DIRECTIONS -
Your answer must consist of exactly the lines below, starting with the line with "pub fn api(&self)" and going on through the line with "the task id.", and nothing else.

LISTED RECORDS -

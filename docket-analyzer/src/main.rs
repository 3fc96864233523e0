use anyhow::{bail, Context, Result};
use clap::{Args, Parser, Subcommand};
use docket_analyzer::api::{AnalysisApi, HttpAnalysisApi};
use docket_analyzer::config::Config;
use docket_analyzer::download;
use docket_analyzer::lifecycle::{TaskLifecycleClient, TaskStatus, UNKNOWN_TASK_ERROR};
use docket_analyzer::notify::{ChannelSink, Notification};
use docket_analyzer::results::{self, formatter, types::builtin_catalog, AgentReport, AgentResult};
use dotenv::dotenv;
use std::path::PathBuf;
use std::sync::Arc;
use std::time::Duration;
use tokio::sync::mpsc::UnboundedReceiver;

#[derive(Debug, Parser)]
#[command(name = "docket-analyzer", about = "Submit legal documents for multi-agent analysis")]
struct Cli {
    /// Base URL of the analysis API, e.g. http://localhost:8000/api/v1
    #[arg(long, global = true)]
    api_url: Option<String>,
    #[arg(long, global = true)]
    poll_interval_ms: Option<u64>,
    /// Where downloaded documents are written
    #[arg(long, global = true)]
    output_dir: Option<PathBuf>,
    #[command(subcommand)]
    command: Command,
}

#[derive(Debug, Subcommand)]
enum Command {
    /// Upload a document and follow its analysis until it finishes
    Analyze(AnalyzeArgs),
    /// List the agents offered by the service
    Agents,
    /// List tasks known to the service
    Tasks,
    /// Delete a task on the service
    Delete { task_id: String },
    /// Show the results of a finished task
    Result(TaskArgs),
    /// Save the rendered document of a finished task
    Download(TaskArgs),
    /// Check that the service is up
    Health,
}

#[derive(Debug, Args)]
struct AnalyzeArgs {
    #[arg(value_name = "FILE")]
    file: PathBuf,
    /// Comma-separated agent keys
    #[arg(long, value_delimiter = ',', required = true)]
    agents: Vec<String>,
    /// Save the combined and per-agent documents once the analysis completes
    #[arg(long)]
    download: bool,
}

#[derive(Debug, Args)]
struct TaskArgs {
    task_id: String,
    /// Restrict to one agent
    #[arg(long)]
    agent: Option<String>,
}

#[tokio::main]
async fn main() -> Result<()> {
    dotenv().ok();
    env_logger::init();

    let cli = Cli::parse();
    let mut config = Config::from_env();
    if let Some(url) = cli.api_url {
        config.api_base_url = url.trim_end_matches('/').to_string();
    }
    if let Some(ms) = cli.poll_interval_ms {
        config.poll_interval = Duration::from_millis(ms.max(1));
    }
    if let Some(dir) = cli.output_dir {
        config.download_dir = dir;
    }
    log::info!("Using analysis API at {}", config.api_base_url);

    let api = Arc::new(HttpAnalysisApi::new(&config)?);

    match cli.command {
        Command::Analyze(args) => analyze(api, config, args).await,
        Command::Agents => list_agents(api.as_ref()).await,
        Command::Tasks => list_tasks(api.as_ref()).await,
        Command::Delete { task_id } => {
            let message = api.delete_task(&task_id).await?;
            println!("{}", message);
            Ok(())
        }
        Command::Result(args) => show_result(api.as_ref(), args).await,
        Command::Download(args) => download_documents(api.as_ref(), &config, args).await,
        Command::Health => {
            let health = api.health().await?;
            println!(
                "{} {} {}",
                health.status,
                health.service.unwrap_or_default(),
                health.version.unwrap_or_default()
            );
            Ok(())
        }
    }
}

fn print_notification(notification: &Notification) {
    eprintln!("{}", notification);
}

fn drain(notifications: &mut UnboundedReceiver<Notification>) {
    while let Ok(notification) = notifications.try_recv() {
        print_notification(&notification);
    }
}

async fn analyze(api: Arc<HttpAnalysisApi>, config: Config, args: AnalyzeArgs) -> Result<()> {
    let (sink, mut notifications) = ChannelSink::new();
    let download_dir = config.download_dir.clone();
    let client = TaskLifecycleClient::new(api, Arc::new(sink), config);

    let submitted = client.submit_path(&args.file, &args.agents).await;
    drain(&mut notifications);
    let task_id = submitted.with_context(|| format!("Failed to submit {}", args.file.display()))?;
    println!("Task {}", task_id);

    let outcome = loop {
        tokio::select! {
            Some(notification) = notifications.recv() => print_notification(&notification),
            outcome = client.wait_for_completion() => break outcome,
            _ = tokio::signal::ctrl_c() => {
                if let Err(err) = client.cancel() {
                    log::warn!("Cancel ignored: {}", err);
                }
            }
        }
    };
    drain(&mut notifications);

    let Some(reports) = outcome? else {
        return Ok(());
    };
    print!("{}", formatter::render_text(&reports));

    if args.download {
        let summary = client.download_all(&download_dir).await;
        drain(&mut notifications);

        let summary = summary?;
        for path in &summary.saved {
            println!("{}", path.display());
        }
        if !summary.is_complete() {
            let failed: Vec<&str> = summary.failed.iter().map(|(label, _)| label.as_str()).collect();
            bail!("{} document(s) could not be saved: {}", failed.len(), failed.join(", "));
        }
    }
    Ok(())
}

async fn list_agents(api: &dyn AnalysisApi) -> Result<()> {
    let agents = match api.list_agents().await {
        Ok(agents) => agents,
        Err(err) => {
            log::warn!("Could not load agents from the service ({}); showing built-in list", err);
            builtin_catalog()
        }
    };

    for agent in results::order_catalog(agents) {
        println!("{:<10} {}", agent.key, agent.name);
        if !agent.description.is_empty() {
            println!("{:<10} {}", "", agent.description);
        }
    }
    Ok(())
}

async fn list_tasks(api: &dyn AnalysisApi) -> Result<()> {
    let tasks = api.list_tasks().await?;
    if tasks.is_empty() {
        println!("Nenhuma tarefa encontrada");
        return Ok(());
    }
    for task in tasks {
        println!("{}  {:<10} {:>3}%", task.task_id, task.status, task.progress);
    }
    Ok(())
}

async fn show_result(api: &dyn AnalysisApi, args: TaskArgs) -> Result<()> {
    if let Some(agent_key) = args.agent {
        let response = api.fetch_agent_result(&args.task_id, &agent_key).await?;
        let report = AgentReport {
            display_name: results::types::agent_display_name(&agent_key).to_string(),
            result: AgentResult::classify(&response.result),
            key: agent_key,
        };
        print!("{}", formatter::render_card(&report));
        return Ok(());
    }

    let response = api.fetch_results(&args.task_id).await?;
    match response.status {
        Some(TaskStatus::Error) => bail!(
            "Erro na análise: {}",
            response.error.unwrap_or_else(|| UNKNOWN_TASK_ERROR.to_string())
        ),
        Some(status) if status.is_active() => bail!("Task {} is still {}", args.task_id, status),
        _ => {
            let reports = results::aggregate(response.results.as_ref());
            print!("{}", formatter::render_text(&reports));
            Ok(())
        }
    }
}

async fn download_documents(api: &dyn AnalysisApi, config: &Config, args: TaskArgs) -> Result<()> {
    let (sink, mut notifications) = ChannelSink::new();
    let saved = match &args.agent {
        Some(agent_key) => {
            download::save_agent_document(api, &sink, &args.task_id, agent_key, &config.download_dir).await
        }
        None => download::save_combined_document(api, &sink, &args.task_id, &config.download_dir).await,
    };
    drain(&mut notifications);

    let path = saved?;
    println!("{}", path.display());
    Ok(())
}
impl TaskLifecycleClient {
    pub fn new(api: Arc<dyn AnalysisApi>, sink: Arc<dyn NotificationSink>, mut config: Config) -> Self {
        if config.poll_interval < MIN_POLL_INTERVAL {
            log::warn!(
                "[LIFECYCLE] Poll interval {:?} is too short; using {:?}",
                config.poll_interval,
                MIN_POLL_INTERVAL
            );
            config.poll_interval = MIN_POLL_INTERVAL;
        }
        let (state_tx, _) = watch::channel(LifecycleState::Idle);
        Self {
            inner: Arc::new(Inner {
                api,
                sink,
                config,
                machine: Mutex::new(Machine {
                    state: LifecycleState::Idle,
                    epoch: 0,
                    poller: None,
                }),
                state_tx,
            }),
        }
    }

    pub fn config(&self) -> &Config {
        &self.inner.config
    }

    pub fn api(&self) -> &Arc<dyn AnalysisApi> {
        &self.inner.api
    }

    /// Snapshot of the current state
    pub fn state(&self) -> LifecycleState {
        self.inner.machine.lock().state.clone()
    }

    /// The live task, if any
    pub fn task(&self) -> Option<Task> {
        self.inner.machine.lock().state.task().cloned()
    }

    /// Receive every state change
    pub fn subscribe(&self) -> watch::Receiver<LifecycleState> {
        self.inner.state_tx.subscribe()
    }

    /// Check a submission without touching the network
    pub fn validate(&self, document: &DocumentUpload, agent_keys: &[String]) -> Result<Vec<String>, AnalysisError> {
        validate_submission(&self.inner.config, &document.file_name, document.size(), agent_keys)
    }

    /// Upload a document and start polling its analysis. Returns the task id.
    pub async fn submit(&self, document: DocumentUpload, agent_keys: &[String]) -> Result<String, AnalysisError> {
        let agents = match self.validate(&document, agent_keys) {
            Ok(agents) => agents,
            Err(err) => {
                log::warn!("[LIFECYCLE] Submission rejected locally: {}", err);
                self.inner
                    .notify(Notification::error(EventType::SubmissionRejected, err.to_string()));
                return Err(err);
            }
        };

        let epoch = {
            let mut machine = self.inner.machine.lock();
            if machine.state.is_busy() {
                let err = AnalysisError::Conflict(format!(
                    "Já existe uma análise em andamento (estado: {})",
                    machine.state
                ));
                drop(machine);
                self.inner
                    .notify(Notification::warning(EventType::InvalidOperation, err.to_string()));
                return Err(err);
            }
            machine.epoch += 1;
            self.inner.transition(&mut machine, LifecycleState::Submitting);
            machine.epoch
        };

        self.inner.notify(Notification::info(
            EventType::TaskSubmitting,
            format!(
                "Enviando '{}' ({}) para os agentes: {}",
                document.file_name,
                format_file_size(document.size()),
                agents.join(", ")
            ),
        ));

        let response = self.inner.api.upload(document, &agents).await;

        let upload = match response {
            Ok(upload) if !upload.task_id.trim().is_empty() => Ok(upload),
            Ok(_) => Err(AnalysisError::Submission(
                "Resposta do serviço sem identificador de tarefa".to_string(),
            )),
            Err(ApiError::Rejected { status, detail }) => {
                log::warn!("[LIFECYCLE] Upload rejected with HTTP {}", status);
                Err(AnalysisError::Submission(
                    detail.unwrap_or_else(|| GENERIC_UPLOAD_ERROR.to_string()),
                ))
            }
            Err(err) => Err(AnalysisError::Transport(err.to_string())),
        };

        let mut machine = self.inner.machine.lock();
        match upload {
            Err(err) => {
                self.inner.transition(&mut machine, LifecycleState::Idle);
                drop(machine);
                self.inner.notify(Notification::error(
                    EventType::SubmissionRejected,
                    format!("Erro no upload: {}", err),
                ));
                Err(err)
            }
            Ok(upload) => {
                let task = Task::new(upload.task_id.clone());
                let token = CancellationToken::new();
                let join = tokio::spawn(run_poll_loop(
                    self.inner.clone(),
                    epoch,
                    task.id.clone(),
                    token.clone(),
                ));
                machine.poller = Some(PollHandle { token, join });
                self.inner.transition(&mut machine, LifecycleState::Polling { task });
                drop(machine);

                log::info!("[LIFECYCLE] Task {} accepted", upload.task_id);
                self.inner.notify(
                    Notification::success(
                        EventType::TaskSubmitted,
                        format!("Upload realizado com sucesso! ID: {}", upload.task_id),
                    )
                    .with_task(upload.task_id.clone()),
                );
                Ok(upload.task_id)
            }
        }
    }

    /// Read a document from disk and submit it.
    ///
    /// The size limit is checked against file metadata before reading.
    pub async fn submit_path(&self, path: &Path, agent_keys: &[String]) -> Result<String, AnalysisError> {
        let file_name = path
            .file_name()
            .map(|n| n.to_string_lossy().into_owned())
            .unwrap_or_default();
        let size = tokio::fs::metadata(path).await?.len();

        if let Err(err) = validate_submission(&self.inner.config, &file_name, size, agent_keys) {
            self.inner
                .notify(Notification::error(EventType::SubmissionRejected, err.to_string()));
            return Err(err);
        }

        let bytes = tokio::fs::read(path).await?;
        self.submit(DocumentUpload::new(file_name, bytes), agent_keys).await
    }

    /// Stop polling the live task. The service is not notified.
    pub fn cancel(&self) -> Result<(), AnalysisError> {
        let mut machine = self.inner.machine.lock();
        let task = match &machine.state {
            LifecycleState::Polling { task } => task.clone(),
            other => {
                let err = AnalysisError::Conflict(format!(
                    "Nenhuma análise em andamento para cancelar (estado: {})",
                    other
                ));
                drop(machine);
                self.inner
                    .notify(Notification::warning(EventType::InvalidOperation, err.to_string()));
                return Err(err);
            }
        };

        machine.stop_poller();
        let id = task.id.clone();
        self.inner.transition(&mut machine, LifecycleState::Cancelled { task });
        drop(machine);

        self.inner
            .notify(Notification::warning(EventType::TaskCancelled, "Análise cancelada").with_task(id));
        Ok(())
    }

    /// Return to `Idle`, forgetting the task
    pub fn reset(&self) -> Result<(), AnalysisError> {
        let mut machine = self.inner.machine.lock();
        if machine.state.is_busy() {
            let err = AnalysisError::Conflict(format!(
                "Não é possível reiniciar durante a análise (estado: {})",
                machine.state
            ));
            drop(machine);
            self.inner
                .notify(Notification::warning(EventType::InvalidOperation, err.to_string()));
            return Err(err);
        }
        if matches!(machine.state, LifecycleState::Idle) {
            return Ok(());
        }

        machine.stop_poller();
        self.inner.transition(&mut machine, LifecycleState::Idle);
        drop(machine);

        self.inner.notify(Notification::info(EventType::TaskReset, "Pronto para nova análise"));
        Ok(())
    }

    /// Wait until no submission or poll loop is in progress and return that state
    pub async fn wait_until_settled(&self) -> LifecycleState {
        let mut rx = self.subscribe();
        match rx.wait_for(|state| !state.is_busy()).await {
            Ok(state) => state.clone(),
            Err(_) => self.state(),
        }
    }

    /// Wait for the live task to finish.
    ///
    /// Returns the reports on completion and `None` when the task was cancelled.
    pub async fn wait_for_completion(&self) -> Result<Option<Vec<AgentReport>>, AnalysisError> {
        match self.wait_until_settled().await {
            LifecycleState::Completed { reports, .. } => Ok(Some(reports)),
            LifecycleState::Cancelled { .. } => Ok(None),
            LifecycleState::Failed {
                cause: FailureCause::RemoteTask,
                message,
                ..
            } => Err(AnalysisError::RemoteTask(message)),
            LifecycleState::Failed { message, .. } => Err(AnalysisError::Transport(message)),
            other => Err(AnalysisError::Conflict(format!(
                "Nenhuma análise para aguardar (estado: {})",
                other
            ))),
        }
    }

    fn completed_task_id(&self) -> Result<String, AnalysisError> {
        self.completed().map(|(task_id, _)| task_id)
    }

    fn completed(&self) -> Result<(String, Vec<AgentReport>), AnalysisError> {
        match &self.inner.machine.lock().state {
            LifecycleState::Completed { task, reports } => Ok((task.id.clone(), reports.clone())),
            other => Err(AnalysisError::Conflict(format!(
                "Resultados disponíveis apenas após a conclusão (estado: {})",
                other
            ))),
        }
    }

    /// Fetch and classify one agent's result for the completed task
    pub async fn fetch_agent_result(&self, agent_key: &str) -> Result<AgentReport, AnalysisError> {
        let task_id = self.completed_task_id()?;
        let response = self.inner.api.fetch_agent_result(&task_id, agent_key).await?;
        Ok(AgentReport {
            key: agent_key.to_string(),
            display_name: results::types::agent_display_name(agent_key).to_string(),
            result: AgentResult::classify(&response.result),
        })
    }

    /// Save one agent's document for the completed task into `dest_dir`
    pub async fn download_agent_document(&self, agent_key: &str, dest_dir: &Path) -> Result<PathBuf, AnalysisError> {
        let task_id = self.completed_task_id()?;
        download::save_agent_document(self.inner.api.as_ref(), self.inner.sink.as_ref(), &task_id, agent_key, dest_dir)
            .await
    }

    /// Save the combined document for the completed task into `dest_dir`
    pub async fn download_combined_document(&self, dest_dir: &Path) -> Result<PathBuf, AnalysisError> {
        let task_id = self.completed_task_id()?;
        download::save_combined_document(self.inner.api.as_ref(), self.inner.sink.as_ref(), &task_id, dest_dir).await
    }

    /// Save the combined document and the document of every agent that did not fail.
    ///
    /// A failed download does not stop the others; failures are collected in the summary.
    pub async fn download_all(&self, dest_dir: &Path) -> Result<DownloadSummary, AnalysisError> {
        let (task_id, reports) = self.completed()?;
        let api = self.inner.api.as_ref();
        let sink = self.inner.sink.as_ref();
        let mut summary = DownloadSummary::default();

        match download::save_combined_document(api, sink, &task_id, dest_dir).await {
            Ok(path) => summary.saved.push(path),
            Err(err) => summary.failed.push((download::COMBINED_DOCUMENT.to_string(), err)),
        }
        for report in reports.iter().filter(|r| !r.result.is_error()) {
            match download::save_agent_document(api, sink, &task_id, &report.key, dest_dir).await {
                Ok(path) => summary.saved.push(path),
                Err(err) => summary.failed.push((report.key.clone(), err)),
            }
        }

        if !summary.failed.is_empty() {
            log::warn!(
                "[DOWNLOAD] {} of {} documents failed for {}",
                summary.failed.len(),
                summary.failed.len() + summary.saved.len(),
                task_id
            );
        }
        Ok(summary)
    }
}
//! Saving rendered analysis documents to disk

use crate::api::AnalysisApi;
use crate::error::AnalysisError;
use crate::notify::{EventType, Notification, NotificationSink};
use crate::results::types::agent_display_name;
use std::path::{Path, PathBuf};

/// Label used for the combined document in a [`DownloadSummary`]
pub const COMBINED_DOCUMENT: &str = "completo";

/// Outcome of saving several documents
#[derive(Debug, Default)]
pub struct DownloadSummary {
    pub saved: Vec<PathBuf>,
    /// Document label (agent key or [`COMBINED_DOCUMENT`]) with its error
    pub failed: Vec<(String, AnalysisError)>,
}

impl DownloadSummary {
    pub fn is_complete(&self) -> bool {
        self.failed.is_empty()
    }
}

/// File name for one agent's document
pub fn agent_document_name(agent_key: &str, task_id: &str) -> String {
    format!("{}_{}.pdf", sanitize(agent_key), sanitize(task_id))
}

/// File name for the combined document
pub fn combined_document_name(task_id: &str) -> String {
    format!("analise_completa_{}.pdf", sanitize(task_id))
}

/// Keep ids usable as file names
fn sanitize(part: &str) -> String {
    part.chars()
        .map(|c| if c.is_ascii_alphanumeric() || c == '-' || c == '_' { c } else { '_' })
        .collect()
}

pub async fn save_agent_document(
    api: &dyn AnalysisApi,
    sink: &dyn NotificationSink,
    task_id: &str,
    agent_key: &str,
    dest_dir: &Path,
) -> Result<PathBuf, AnalysisError> {
    let name = agent_display_name(agent_key);
    sink.notify(
        Notification::info(EventType::DownloadStarted, format!("Gerando PDF do {}...", name)).with_task(task_id),
    );

    let bytes = match api.fetch_agent_document(task_id, agent_key).await {
        Ok(bytes) => bytes,
        Err(err) => {
            sink.notify(
                Notification::error(EventType::DownloadFailed, format!("Erro ao baixar PDF: {}", err))
                    .with_task(task_id),
            );
            return Err(err.into());
        }
    };

    let path = dest_dir.join(agent_document_name(agent_key, task_id));
    write_document(&path, &bytes, sink, task_id).await?;
    sink.notify(
        Notification::success(EventType::DownloadCompleted, format!("PDF do {} baixado com sucesso", name))
            .with_task(task_id),
    );
    Ok(path)
}

pub async fn save_combined_document(
    api: &dyn AnalysisApi,
    sink: &dyn NotificationSink,
    task_id: &str,
    dest_dir: &Path,
) -> Result<PathBuf, AnalysisError> {
    sink.notify(Notification::info(EventType::DownloadStarted, "Gerando relatório completo...").with_task(task_id));

    let bytes = match api.fetch_combined_document(task_id).await {
        Ok(bytes) => bytes,
        Err(err) => {
            sink.notify(
                Notification::error(EventType::DownloadFailed, format!("Erro ao baixar relatório: {}", err))
                    .with_task(task_id),
            );
            return Err(err.into());
        }
    };

    let path = dest_dir.join(combined_document_name(task_id));
    write_document(&path, &bytes, sink, task_id).await?;
    sink.notify(
        Notification::success(EventType::DownloadCompleted, "Relatório completo baixado com sucesso")
            .with_task(task_id),
    );
    Ok(path)
}

async fn write_document(
    path: &Path,
    bytes: &[u8],
    sink: &dyn NotificationSink,
    task_id: &str,
) -> Result<(), AnalysisError> {
    let result = async {
        if let Some(parent) = path.parent() {
            tokio::fs::create_dir_all(parent).await?;
        }
        tokio::fs::write(path, bytes).await
    }
    .await;

    if let Err(err) = result {
        log::error!("[DOWNLOAD] Failed to write {}: {}", path.display(), err);
        sink.notify(
            Notification::error(EventType::DownloadFailed, format!("Erro ao salvar {}: {}", path.display(), err))
                .with_task(task_id),
        );
        return Err(err.into());
    }

    log::info!("[DOWNLOAD] Saved {} ({} bytes)", path.display(), bytes.len());
    Ok(())
}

YOUR RESPONSE -
    pub fn api(&self) -> &Arc<dyn AnalysisApi> {
        &self.inner.api
    }

    /// Snapshot of the current state
    pub fn state(&self) -> LifecycleState {
        self.inner.machine.lock().state.clone()
    }

    /// The live task, if any
    pub fn task(&self) -> Option<Task> {
        self.inner.machine.lock().state.task().cloned()
    }

    /// Receive every state change
    pub fn subscribe(&self) -> watch::Receiver<LifecycleState> {
        self.inner.state_tx.subscribe()
    }

    /// Check a submission without touching the network
    pub fn validate(&self, document: &DocumentUpload, agent_keys: &[String]) -> Result<Vec<String>, AnalysisError> {
        validate_submission(&self.inner.config, &document.file_name, document.size(), agent_keys)
    }

    /// Upload a document and start polling its analysis. Returns the task id.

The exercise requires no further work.